TAK uses a modular architecture with dependency injection. The core application logic is platform-agnostic, while platform-specific backends (audio recording, transcription, text injection) are plugged in at startup.

graph TD
    subgraph "tak/__main__.py (Entry Point)"
        EP[Platform Detection] --> |Linux| LINUX[platforms.linux]
        EP --> |macOS| MACOS[platforms.macos]
    end

    subgraph "tak/core/app.py (Shared Core)"
        APP[TakApp]
        BASE_REC[BaseAudioRecorder]
        BASE_TR[BaseTranscriber]
        PARSE[parse_args]
    end

    subgraph "tak/backend/linux.py"
        LREC[LinuxAudioRecorder<br/>PipeWire / ALSA]
        LTR[LinuxTranscriber<br/>faster-whisper + CUDA]
        LTI[type_text<br/>xdotool / xclip]
    end

    subgraph "tak/backend/macos.py"
        MREC[MacAudioRecorder<br/>Core Audio]
        MTR[MacTranscriber<br/>mlx-whisper + Metal]
        MTI[type_text<br/>AppleScript / pbcopy]
    end

    LINUX --> |injects backends| APP
    MACOS --> |injects backends| APP
    LREC --> |extends| BASE_REC
    LTR --> |extends| BASE_TR
    MREC --> |extends| BASE_REC
    MTR --> |extends| BASE_TR
    APP --> |uses| LREC
    APP --> |uses| LTR
    APP --> |uses| LTI
    APP --> |uses| MREC
    APP --> |uses| MTR
    APP --> |uses| MTI

For detailed architecture diagrams (class diagrams, sequence diagrams, state machines, threading model, audio pipeline, and more), see docs/architecture.md.

Project structure

tak/                                # Project root
├── run.sh                          # Cross-platform launcher
├── requirements-linux.txt          # Linux Python dependencies
├── requirements-macos.txt          # macOS Python dependencies
├── TAK.spec                        # PyInstaller spec for macOS .app bundle
├── setup_app.py                    # .app bundle build script
├── resources/
│   └── tak.icns                    # macOS app icon
├── README.md                       # This file
├── CONTRIBUTING.md                 # Git Flow and contributor guide
├── CLAUDE.md                       # Instructions for Claude Code
├── LICENSE
├── docs/
│   ├── architecture.md             # Detailed architecture diagrams
│   ├── platform-architecture.md    # Cross-platform stack comparison
│   ├── macos-implementation-plan.md # macOS implementation spec (completed)
│   └── donations.md                # Donation methods and wallet addresses
├── tak/                            # Python package
│   ├── __init__.py                 # Package marker
│   ├── __main__.py                 # CLI entry point (platform detection, backend wiring)
│   ├── core/
│   │   ├── app.py                  # Shared core (TakApp, base classes, CLI, constants)
│   │   ├── config.py               # TakConfig dataclass (platform-agnostic settings)
│   │   └── models.py               # Shared model metadata (MLX repo IDs)
│   ├── backend/
│   │   ├── linux.py                # Linux backend (faster-whisper, PipeWire/ALSA, xdotool)
│   │   └── macos.py                # macOS backend (mlx-whisper, Core Audio, AppleScript)
│   └── ui/
│       └── macos/
│           ├── design.py           # macOS design system (colors, fonts, card views)
│           ├── gui_main.py         # GUI entry point for macOS .app bundle
│           ├── overlay.py          # Floating recording/transcribing pill overlay
│           ├── menubar.py          # macOS menu bar status item and dropdown
│           ├── settings.py         # Preferences window (NSUserDefaults persistence)
│           └── splash.py           # Model download splash screen
└── .gitignore

Troubleshooting

Linux: Text doesn't appear in some apps

Some applications don't accept simulated keystrokes from xdotool.
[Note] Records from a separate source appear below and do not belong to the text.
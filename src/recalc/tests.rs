use std::num::NonZero;
use std::sync::Arc;

use bancho::GameMode;
use futures_util::stream;

use super::group::{PlayRow, group_rows};
use super::sink::bulk_update;
use super::{DatabaseSink, Report, Scheduler};
use crate::database::{DatabaseError, DatabaseResult};
use crate::ids::{MapId, ScoreId};
use crate::progress::Progress;
use crate::testing::{FakeCalculator, RecordingSink};

fn row(map_id: i32, mode: GameMode, score_id: u64) -> DatabaseResult<PlayRow>
{
	Ok(PlayRow {
		map_id: MapId::from(map_id),
		map_md5: format!("{map_id:032x}"),
		mode,
		id: ScoreId::from(score_id),
		mods: 0,
		max_combo: 500,
		ngeki: 0,
		n300: 400,
		nkatu: 0,
		n100: 10,
		n50: 0,
		nmiss: 1,
	})
}

fn scheduler(
	calculator: FakeCalculator,
	sink: &Arc<RecordingSink>,
	workers: usize,
) -> Scheduler<FakeCalculator, RecordingSink>
{
	Scheduler::new(
		Arc::new(calculator),
		Arc::clone(sink),
		NonZero::new(workers).unwrap(),
		Arc::new(Progress::new("test", 0, NonZero::<u64>::MIN)),
	)
}

#[tokio::test]
async fn writes_one_batch_per_group()
{
	let calculator = FakeCalculator::with_values([(1, 42.0), (2, f64::NAN)]);
	let sink = Arc::new(RecordingSink::default());
	let rows = stream::iter([row(7, GameMode::VanillaOsu, 1), row(7, GameMode::VanillaOsu, 2)]);

	let report = scheduler(calculator, &sink, 4)
		.run(group_rows(rows))
		.await
		.unwrap();

	assert_eq!(report, Report { groups: 1, skipped: 0, failed: 0, rows_affected: 2 });
	assert_eq!(sink.batches(), [vec![(ScoreId::from(1), 42.0), (ScoreId::from(2), 0.0)]]);
}

#[tokio::test]
async fn same_map_in_different_modes_is_two_groups()
{
	let calculator = FakeCalculator::with_values([(1, 100.0), (2, 200.0), (3, 300.0)]);
	let sink = Arc::new(RecordingSink::default());
	let rows = stream::iter([
		row(7, GameMode::VanillaOsu, 1),
		row(7, GameMode::RelaxOsu, 2),
		row(8, GameMode::RelaxOsu, 3),
	]);

	let report = scheduler(calculator, &sink, 2)
		.run(group_rows(rows))
		.await
		.unwrap();

	assert_eq!(report.groups, 3);
	assert_eq!(sink.batches().len(), 3);
}

#[tokio::test]
async fn maps_sharing_an_id_are_kept_apart()
{
	let calculator = FakeCalculator::with_values([(1, 100.0), (2, 200.0)]);
	let sink = Arc::new(RecordingSink::default());
	let mut other_server = row(7, GameMode::VanillaOsu, 2);

	if let Ok(row) = other_server.as_mut() {
		row.map_md5 = "f".repeat(32);
	}

	let rows = stream::iter([row(7, GameMode::VanillaOsu, 1), other_server]);
	let report = scheduler(calculator, &sink, 1)
		.run(group_rows(rows))
		.await
		.unwrap();

	assert_eq!(report.groups, 2);
	assert_eq!(
		sink.batches(),
		[vec![(ScoreId::from(1), 100.0)], vec![(ScoreId::from(2), 200.0)]]
	);
}

#[tokio::test]
async fn nothing_to_do()
{
	let sink = Arc::new(RecordingSink::default());
	let rows = stream::iter(Vec::<DatabaseResult<PlayRow>>::new());

	let report = scheduler(FakeCalculator::default(), &sink, 4)
		.run(group_rows(rows))
		.await
		.unwrap();

	assert_eq!(report, Report::default());
	assert!(sink.batches().is_empty());
}

#[tokio::test]
async fn missing_beatmap_is_skipped()
{
	let mut calculator = FakeCalculator::with_values([(1, 100.0), (2, 200.0)]);
	calculator.missing_maps.insert(MapId::from(7));

	let sink = Arc::new(RecordingSink::default());
	let rows = stream::iter([row(7, GameMode::VanillaOsu, 1), row(8, GameMode::VanillaOsu, 2)]);

	let report = scheduler(calculator, &sink, 1)
		.run(group_rows(rows))
		.await
		.unwrap();

	assert_eq!(report.skipped, 1);
	assert_eq!(sink.batches(), [vec![(ScoreId::from(2), 200.0)]]);
}

#[tokio::test]
async fn failed_write_drops_only_that_group()
{
	let calculator = FakeCalculator::with_values([(1, 100.0), (2, 200.0), (3, 300.0)]);
	let sink = Arc::new(RecordingSink {
		fail_on: [ScoreId::from(2)].into_iter().collect(),
		..Default::default()
	});
	let rows = stream::iter([
		row(7, GameMode::VanillaOsu, 1),
		row(8, GameMode::VanillaOsu, 2),
		row(9, GameMode::VanillaOsu, 3),
	]);

	let report = scheduler(calculator, &sink, 2)
		.run(group_rows(rows))
		.await
		.unwrap();

	assert_eq!(report.groups, 2);
	assert_eq!(report.failed, 1);
	assert_eq!(
		sink.batches(),
		[vec![(ScoreId::from(1), 100.0)], vec![(ScoreId::from(3), 300.0)]]
	);
}

#[tokio::test]
async fn read_error_is_returned_after_in_flight_groups_finish()
{
	let calculator = FakeCalculator::with_values([(1, 100.0)]);
	let sink = Arc::new(RecordingSink::default());
	let rows = stream::iter([
		row(7, GameMode::VanillaOsu, 1),
		row(8, GameMode::VanillaOsu, 2),
		Err(DatabaseError::from(sqlx::Error::PoolClosed)),
	]);

	let result = scheduler(calculator, &sink, 4).run(group_rows(rows)).await;

	assert!(result.is_err_and(|error| error.is_connectivity()));

	// the group that was complete before the error still got written
	assert_eq!(sink.batches(), [vec![(ScoreId::from(1), 100.0)]]);
}

#[test]
fn bulk_update_binds_every_row_of_the_chunk()
{
	let chunk = [(ScoreId::from(1), 42.0), (ScoreId::from(2), 0.0)];
	let query = bulk_update(&chunk);

	assert_eq!(
		query.sql(),
		"UPDATE scores SET pp = CASE id WHEN ? THEN ? WHEN ? THEN ? END WHERE id IN (?, ?)",
	);
}

#[test]
fn chunks_fit_into_one_statement()
{
	assert_eq!(DatabaseSink::MAX_CHUNK_SIZE.get() * 3, 65_535);
	assert!(DatabaseSink::DEFAULT_CHUNK_SIZE <= DatabaseSink::MAX_CHUNK_SIZE);
}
Use clipboard mode instead:

./run.sh --clipboard

Linux: Permission denied / key not detected

pynput needs access to /dev/input. Make sure your user is in the input group:

sudo usermod -aG input $USER
# Log out and back in

No audio input

List available audio devices:

conda activate tak && python -m sounddevice

Then specify the device index:

./run.sh --device <index>

macOS: Accessibility permission not granted

TAK needs Accessibility permission for pynput to detect global key events. Go to:

System Settings → Privacy & Security → Accessibility

Add your terminal app (Terminal.app, iTerm2, etc.) to the list.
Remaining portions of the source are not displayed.